CML is a form of Leukemia so rare that only around 150 children in the U.S. are diagnosed each year.
“It was scary,” Meade said. “Because we didn’t know what sure type it was, like how strong it was, what I was going through, like it was just very scary for me.”
The diagnoses came in January, right before softball season, and her coach, Rick Green, says she didn’t think she would be able to continue playing.
“She said coach, I think I’m going to need to quit softball,” Green said. “Because I can’t do what these other girls are doing, and I wouldn’t let her quit. I said baby, we’re right here for you.
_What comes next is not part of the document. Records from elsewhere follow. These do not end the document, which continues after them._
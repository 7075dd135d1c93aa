//! Handshake coordinator.
//!
//! ```text
//! Idle --connect--> Connecting --ok--> Ready
//!                              \-err--> Failed
//! ```
//!
//! `Ready` and `Failed` are terminal. `connect` is only accepted from `Idle`.

use futures::future::{self, BoxFuture, FutureExt};
use log::{info, warn};
use std::sync::{Arc, Mutex, PoisonError};

use crate::channel::TransportChannel;
use crate::config::ClientConfig;
use crate::error::{Error, Result};
use crate::frame::{Frame, FrameKind, Handshake, PROTOCOL_VERSION};

#[derive(Debug, Clone, Copy, PartialEq, Eq)]
pub enum ConnectionState {
    Idle,
    Connecting,
    Ready,
    Failed,
}

/// Connection establishment, as seen by the client factory.
#[cfg_attr(test, mockall::automock)]
pub trait Connector: Send + Sync {
    /// Perform the handshake. The future resolves once the connection is
    /// ready, or fails with the cause unchanged. Dropping the future does
    /// not abort a handshake already started.
    fn connect(&self, config: &ClientConfig) -> BoxFuture<'static, Result<()>>;

    fn state(&self) -> ConnectionState;
}

/// Handshake coordinator bound to one channel.
pub struct ConnectionManager {
    channel: Arc<TransportChannel>,
    state: Arc<Mutex<ConnectionState>>,
    client_id: String,
}

impl ConnectionManager {
    pub fn new(channel: Arc<TransportChannel>) -> Self {
        Self {
            channel,
            state: Arc::new(Mutex::new(ConnectionState::Idle)),
            client_id: uuid::Uuid::new_v4().to_string(),
        }
    }

    /// Identifier presented to the server in the handshake
    pub fn client_id(&self) -> &str {
        &self.client_id
    }

    fn handshake_record(&self, config: &ClientConfig) -> Handshake {
        let credentials = config.credentials();
        let subscriptions = config.subscriptions();
        Handshake {
            version: PROTOCOL_VERSION,
            client_id: self.client_id.clone(),
            client_name: config.client_name().map(str::to_string),
            username: credentials.and_then(|c| c.username.clone()),
            password: credentials.map(|c| c.password.clone()),
            database_id: config.database_id(),
            channels: subscriptions.map(|s| s.channels().to_vec()).unwrap_or_default(),
            patterns: subscriptions.map(|s| s.patterns().to_vec()).unwrap_or_default(),
        }
    }

    fn set_state(state: &Mutex<ConnectionState>, next: ConnectionState) {
        *state.lock().unwrap_or_else(PoisonError::into_inner) = next;
    }
}

/// Interpret the server's answer to a handshake frame.
fn handshake_outcome(reply: Frame) -> Result<()> {
    match reply.kind {
        FrameKind::Response => Ok(()),
        FrameKind::Error => Err(Error::handshake_rejected(
            String::from_utf8_lossy(&reply.payload).into_owned(),
        )),
        other => Err(Error::protocol(format!(
            "unexpected {:?} frame in reply to handshake",
            other
        ))),
    }
}

impl Connector for ConnectionManager {
    fn connect(&self, config: &ClientConfig) -> BoxFuture<'static, Result<()>> {
        {
            let mut state = self.state.lock().unwrap_or_else(PoisonError::into_inner);
            if *state != ConnectionState::Idle {
                let err = Error::invalid_state(format!("connect called while {:?}", *state));
                return future::ready(Err(err)).boxed();
            }
            *state = ConnectionState::Connecting;
        }

        let payload = match self.channel.codec().encode(&self.handshake_record(config)) {
            Ok(payload) => payload,
            Err(e) => {
                Self::set_state(&self.state, ConnectionState::Failed);
                return future::ready(Err(e)).boxed();
            }
        };
        let frame = Frame::handshake(self.channel.next_correlation_id(), payload);
        let channel = Arc::clone(&self.channel);
        let state = Arc::clone(&self.state);
        let timeout = config.connection_timeout();
        info!("Starting handshake with {}", channel.peer());

        // Runs on the channel's resource so the handshake and the state
        // transition complete even if the caller stops waiting.
        let handle = channel.resource().handle().clone();
        let task_state = Arc::clone(&state);
        let handshake = handle.spawn(async move {
            let exchange = channel.send(frame);
            let reply = match timeout {
                Some(limit) => tokio::time::timeout(limit, exchange)
                    .await
                    .unwrap_or_else(|_| Err(Error::timeout("handshake timed out"))),
                None => exchange.await,
            };
            let outcome = reply.and_then(handshake_outcome);
            match &outcome {
                Ok(()) => {
                    Self::set_state(&task_state, ConnectionState::Ready);
                    info!("Connection to {} is ready", channel.peer());
                }
                Err(e) => {
                    Self::set_state(&task_state, ConnectionState::Failed);
                    warn!("Handshake with {} failed: {}", channel.peer(), e);
                }
            }
            outcome
        });

        async move {
            handshake.await.unwrap_or_else(|e| {
                Self::set_state(&state, ConnectionState::Failed);
                Err(Error::connection_closed(format!("handshake task stopped: {}", e)))
            })
        }
        .boxed()
    }

    fn state(&self) -> ConnectionState {
        *self.state.lock().unwrap_or_else(PoisonError::into_inner)
    }
}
I said whenever you can come, you’re here.”
Meade has a deep love for softball, and made varsity her freshman year, not no being able to play was one of the things she feared the most.
“I was losing hope for myself, and I just didn’t think that I could do it,” Meade said. “But now I’m like getting back into it, so it’s okay.”
Meade was only able to play in a few games this season, so one of her main objectives during treatment is to be back on the diamond for her junior season.
“Being an athlete, you have to be ready for anything, and like always like be on your game,” Meade said. “And I feel like being an athlete has helped me through this because I’ve been going through it and I’ve been ready for anything just trying to win I guess.”
Winning the battle with cancer is the ultimate goal for the Meade, and she says without her teammates, he fight wouldn’t be the same.
“They’ve been very supportive,” Meade said. “Like they’ve held my hair up throwing up in the bathroom, like they, I love them, they’ve really helped me feel better about it.”
Meade has rooted her team on every step of the way this season, and her coach says her positive spirit has been a reminder to what the game is all about.
“That’s the thing softball and sports are about,” Green said. “It’s not winning ball games, it’s about winning hearts. And she won my heart, and a lot of other people hearts in this county.”
Battling cancer was something Meade never expected to go through at her age, as she is only 15-years-old, but she hopes to be an inspiration for others looking for the energy to fight.
“Just keep working through it,” Meade said. “It’s going to get better. It always gets better. So, just keep working through it.”